One disingenuous statement said: “Sir Philip is at home with his family”, a comment that was economical with the truth.
Sir Philip was at his second home in Barbados and denied staff had advised him not to go away for Christmas because of severe weather warnings.
He finally returned to the UK on December 30 and later told MPs he didn’t feel away in the Caribbean and often worked from his home there.
He accepted he should have returned “one or two days earlier” and conceded the holiday was “a PR disaster”.
Sir Philip resigned on January 10, claiming expectations of his £100,000, three-days-a-week job had changed to mean he had to be available “at short notice throughout the year”.
In this case the symbolism of leadership is everything. In the face of such devastating floods the chairman of the responsible agency cannot remain in sunny Barbados as if nothing had happened.
Attempted cover-ups and anything less than total honesty always make matters worse.
3. ALTON TOWERS
For theme park owners, serious accidents are always damaging because, however rare, the last thing anyone expects is that a day’s entertainment should lead to life-changing injuries.
Yet by general consent Nick Varney, chief executive of Merlin, owners of Alton Towers where the accident on The Smiler ride happened last June, handled a difficult situation well.
Mr Varney, who set off for Alton Towers immediately on the day, said he was “totally devastated” by the accident.
Detailed statements were issued on what had happened, Mr Varney himself fronted numerous broadcast interviews and communicated widely by social media. The decision to close the entire park, rather than just the ride, until it was better understood what had happened, was announced on Twitter. Safety controls were also improved.
Mr Varney showed both sympathy and understanding, and concentrated on the four seriously injured victims rather than the plight of the company.
Asked about the Merlin share price, Mr Varney responded: “You’ll forgive me if I am not really focussed on the share price at the moment.”
Without waiting for an investigation or formal legal assessment, Merlin immediately accepted “full responsibility” for the accident and confirmed it would pay compensation to all those injured.

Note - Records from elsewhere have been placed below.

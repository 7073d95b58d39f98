//! Cached bearer token records and the expiry-aware token cache.

// self
use crate::{
	_prelude::*,
	auth::TokenSecret,
	clock::Clock,
	store::{CacheStore, CacheValue},
};

/// Safety margin applied both when a token is stored and when it is read back.
pub const FRESHNESS_MARGIN: Duration = Duration::seconds(300);

/// Cache key suffix under which the bearer token is stored.
pub const ACCESS_TOKEN_KEY: &str = "access_token";

/// Bearer token persisted in the cache together with its absolute expiry.
#[derive(Clone, Debug, PartialEq, Eq, Serialize, Deserialize)]
pub struct CachedToken {
	/// Bearer token value.
	pub token: TokenSecret,
	/// Instant after which the token must not be used.
	#[serde(with = "time::serde::timestamp")]
	pub expires_at: OffsetDateTime,
}
impl CachedToken {
	/// Returns `true` while `now` plus [`FRESHNESS_MARGIN`] is still before the expiry.
	pub fn is_fresh_at(&self, now: OffsetDateTime) -> bool {
		now + FRESHNESS_MARGIN < self.expires_at
	}
}

/// Outcome of a successful refresh-token grant.
#[derive(Clone, Debug, PartialEq, Eq)]
pub struct RefreshedToken {
	/// Newly issued bearer token.
	pub access_token: TokenSecret,
	/// Refresh token returned by the API, or the caller's token when none was returned.
	pub refresh_token: TokenSecret,
	/// Lifetime of the new bearer token in seconds.
	pub expires_in: i64,
}

/// Token cache layered over a [`CacheStore`].
#[derive(Clone)]
pub struct TokenCache {
	store: Arc<dyn CacheStore>,
	clock: Arc<dyn Clock>,
	key: String,
}
impl TokenCache {
	/// Creates a cache storing its token under `{prefix}access_token`.
	pub fn new(store: Arc<dyn CacheStore>, clock: Arc<dyn Clock>, prefix: &str) -> Self {
		Self { store, clock, key: format!("{prefix}{ACCESS_TOKEN_KEY}") }
	}

	/// Cache key holding the token.
	pub fn key(&self) -> &str {
		&self.key
	}

	/// Returns the cached token only while it is still fresh.
	pub async fn get_token(&self) -> Result<Option<TokenSecret>> {
		let now = self.clock.now();
		let cached = self.store.get(&self.key).await?.and_then(CacheValue::into_token);

		Ok(cached.filter(|record| record.is_fresh_at(now)).map(|record| record.token))
	}

	/// Stores `token` so it expires [`FRESHNESS_MARGIN`] before the server-side lifetime.
	///
	/// Returns the cached record, or `None` when the adjusted lifetime is not positive or does
	/// not fit the calendar, in which case nothing is cached.
	pub async fn store(&self, token: TokenSecret, expires_in: i64) -> Result<Option<CachedToken>> {
		let now = self.clock.now();
		let Some(lifetime) = Duration::seconds(expires_in).checked_sub(FRESHNESS_MARGIN) else {
			return Ok(None);
		};

		if !lifetime.is_positive() {
			return Ok(None);
		}

		let Some(expires_at) = now.checked_add(lifetime) else {
			return Ok(None);
		};
		let record = CachedToken { token, expires_at };

		self.store.put(&self.key, CacheValue::Token(record.clone()), lifetime).await?;

		Ok(Some(record))
	}
}
impl Debug for TokenCache {
	fn fmt(&self, f: &mut Formatter) -> FmtResult {
		f.debug_struct("TokenCache").field("key", &self.key).finish()
	}
}
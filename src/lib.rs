//! Typed async client for the Pathao courier merchant API: cached password-grant tokens,
//! fixed-window rate limiting, and one error type for every failure path.
//!
//! Every resource client (orders, stores, price plans, geography) funnels through the single
//! [`executor::RequestExecutor`], which enforces the per-endpoint rate limit, obtains a bearer
//! token from the [`flows::Authenticator`] when needed, and normalizes responses into
//! [`serde_json::Value`] or [`error::Error`].

#![deny(clippy::all, missing_docs, unused_crate_dependencies)]

pub mod api;
pub mod auth;
pub mod clock;
pub mod config;
pub mod courier;
pub mod error;
pub mod executor;
pub mod flows;
pub mod http;
pub mod obs;
pub mod rate_limit;
pub mod store;
#[cfg(all(any(test, feature = "test"), feature = "reqwest"))]
#[doc(hidden)]
pub mod _preludet {
	//! Re-exports and fixtures shared by unit and integration tests; compiled under `cfg(test)`
	//! or the `test` feature.

	pub use crate::_prelude::*;

	// self
	use crate::{
		clock::{Clock, ManualClock},
		config::{ClientConfig, Credentials, Environment},
		courier::PathaoCourier,
		store::{CacheStore, MemoryStore},
	};

	/// Client identifier used by test fixtures.
	pub const TEST_CLIENT_ID: &str = "client-test";
	/// Client secret used by test fixtures.
	pub const TEST_CLIENT_SECRET: &str = "secret-test";
	/// Merchant username used by test fixtures.
	pub const TEST_USERNAME: &str = "merchant@example.com";
	/// Merchant password used by test fixtures.
	pub const TEST_PASSWORD: &str = "password-test";

	/// Everything a test needs to drive a courier client against a mock server.
	pub struct TestCourier {
		/// Client under test.
		pub courier: PathaoCourier,
		/// Cache backing the token cache and rate limiter.
		pub store: Arc<MemoryStore>,
		/// Clock shared by the client and the cache.
		pub clock: Arc<ManualClock>,
	}

	/// Builds a test configuration pointed at `base_url`.
	pub fn test_config(base_url: &str) -> ClientConfig {
		let credentials =
			Credentials::new(TEST_CLIENT_ID, TEST_CLIENT_SECRET, TEST_USERNAME, TEST_PASSWORD);

		ClientConfig::new(credentials, Environment::Sandbox)
			.with_base_url(Url::parse(base_url).expect("Mock server URL should parse."))
	}

	/// Builds a courier client for `config` backed by an in-memory cache and a manual clock
	/// starting at 2025-01-01 12:00:30 UTC.
	pub fn build_test_courier_with(config: ClientConfig) -> TestCourier {
		let clock = Arc::new(ManualClock::new(time::macros::datetime!(2025-01-01 12:00:30 UTC)));
		let shared_clock: Arc<dyn Clock> = clock.clone();
		let store = Arc::new(MemoryStore::with_clock(shared_clock.clone()));
		let shared_store: Arc<dyn CacheStore> = store.clone();
		let courier = PathaoCourier::builder(config)
			.store(shared_store)
			.clock(shared_clock)
			.build()
			.expect("Failed to build courier client for tests.");

		TestCourier { courier, store, clock }
	}

	/// Builds a courier client against `base_url` with default limits.
	pub fn build_test_courier(base_url: &str) -> TestCourier {
		build_test_courier_with(test_config(base_url))
	}
}

mod _prelude {
	pub use std::{
		collections::HashMap,
		error::Error as StdError,
		fmt::{Debug, Display, Formatter, Result as FmtResult},
		future::Future,
		pin::Pin,
		str::FromStr,
		sync::Arc,
	};

	pub use async_lock::Mutex as AsyncMutex;
	pub use parking_lot::{Mutex, RwLock};
	pub use serde::{Deserialize, Serialize};
	pub use serde_json::Value;
	pub use thiserror::Error as ThisError;
	pub use time::{Duration, OffsetDateTime};
	pub use url::Url;

	pub use crate::error::{Error, Result};
}

#[cfg(feature = "reqwest")] pub use reqwest;
pub use serde_json;
pub use url;
#[cfg(test)] use {color_eyre as _, httpmock as _};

Letters to that effect were hand-delivered to the homes of those affected. Merlin said it had tried to respond in a “sensitive and appropriate” way, and the company won public respect as a result.
On the first day after Alton Towers reopened, there was a neat touch – free tickets for the early returnees.

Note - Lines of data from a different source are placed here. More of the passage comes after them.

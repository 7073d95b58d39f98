//! Optional observability helpers for API calls and grant flows.
//!
//! # Feature Flags
//!
//! - Enable `tracing` (default) to emit structured spans named `pathao_courier.request` with the
//!   `operation` and `stage` fields, debug events for token cache activity, and error events for
//!   failed API calls.
//! - Enable `metrics` to increment the `pathao_courier_request_total` counter for every
//!   attempt/success/failure, labeled by `operation` + `outcome`.

mod metrics;
mod tracing;

pub use metrics::*;
pub use tracing::*;

// self
use crate::_prelude::*;

/// Operation kinds observed by the client.
#[derive(Clone, Copy, Debug, PartialEq, Eq, Hash)]
pub enum Operation {
	/// Password grant against the token endpoint.
	PasswordGrant,
	/// Refresh-token grant against the token endpoint.
	RefreshGrant,
	/// Resource call routed through the request executor.
	ApiRequest,
}
impl Operation {
	/// Returns a stable label suitable for span or metric fields.
	pub const fn as_str(self) -> &'static str {
		match self {
			Operation::PasswordGrant => "password_grant",
			Operation::RefreshGrant => "refresh_grant",
			Operation::ApiRequest => "api_request",
		}
	}
}
impl Display for Operation {
	fn fmt(&self, f: &mut Formatter) -> FmtResult {
		f.write_str(self.as_str())
	}
}

/// Outcome labels recorded for each attempt.
#[derive(Clone, Copy, Debug, PartialEq, Eq, Hash)]
pub enum Outcome {
	/// Entry to an operation.
	Attempt,
	/// Successful completion.
	Success,
	/// Failure propagated back to the caller.
	Failure,
}
impl Outcome {
	/// Returns a stable label suitable for span or metric fields.
	pub const fn as_str(self) -> &'static str {
		match self {
			Outcome::Attempt => "attempt",
			Outcome::Success => "success",
			Outcome::Failure => "failure",
		}
	}
}
impl Display for Outcome {
	fn fmt(&self, f: &mut Formatter) -> FmtResult {
		f.write_str(self.as_str())
	}
}

/// Records the attempt and its final outcome around `fut`, inside a span for `operation`.
pub(crate) async fn observe<T, Fut>(operation: Operation, stage: &'static str, fut: Fut) -> Result<T>
where
	Fut: Future<Output = Result<T>>,
{
	let span = OperationSpan::new(operation, stage);

	record_outcome(operation, Outcome::Attempt);

	let result = span.instrument(fut).await;

	record_outcome(operation, if result.is_ok() { Outcome::Success } else { Outcome::Failure });

	result
}

#[cfg(test)]
mod tests {
	// self
	use super::*;

	#[test]
	fn labels_are_stable() {
		assert_eq!(Operation::PasswordGrant.to_string(), "password_grant");
		assert_eq!(Operation::ApiRequest.as_str(), "api_request");
		assert_eq!(Outcome::Failure.to_string(), "failure");
	}

	#[tokio::test]
	async fn observe_passes_results_through() {
		let ok = observe(Operation::ApiRequest, "test", async { Ok(7) }).await;

		assert_eq!(ok.expect("Observed future should succeed."), 7);

		let err = observe::<(), _>(Operation::RefreshGrant, "test", async {
			Err(Error::RateLimited { limit: 1 })
		})
		.await;

		assert!(matches!(err, Err(Error::RateLimited { limit: 1 })));
	}
}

Opinions were very divided on the performance of TalkTalk chief executive Dido Harding when she appeared on radio and television to discuss the hacking of the phone company’s confidential customer records.
The crisis was potentially existential for the company, with records of more than four million customers possibly compromised last October.
By touring the studios without knowing precisely what had happened, Ms Harding appeared to be breaking one of the basic rules of crisis management – know the facts first before you pronounce.
Ms Harding declared herself “uncertain about the technical nature of the attack”, did not know how many were affected, while conceding it could be all 4.2 million, and acknowledging “she did not know how much of the stolen data was encrypted”.
To make matters worse she faced questioning about whether TalkTalk had done enough to improve security after previous recent hacks.
Yet Ms Harding took full responsibility as chief executive, and faced the music on television and before a House of Commons select committee on what she emphasised had been a criminal attack.
As senior PR professional Ian Hood said: “Harding was honest, open, apologetic and didn’t hold back.”
That honesty and openness trumped critics who said she had looked like a rabbit in the headlights.
Teenagers were convicted for the hack that actually involved around 400,000 records, 100,000 TalkTalk customers were lost and there was a £60-million hit to the company, but Ms Harding and TalkTalk survived.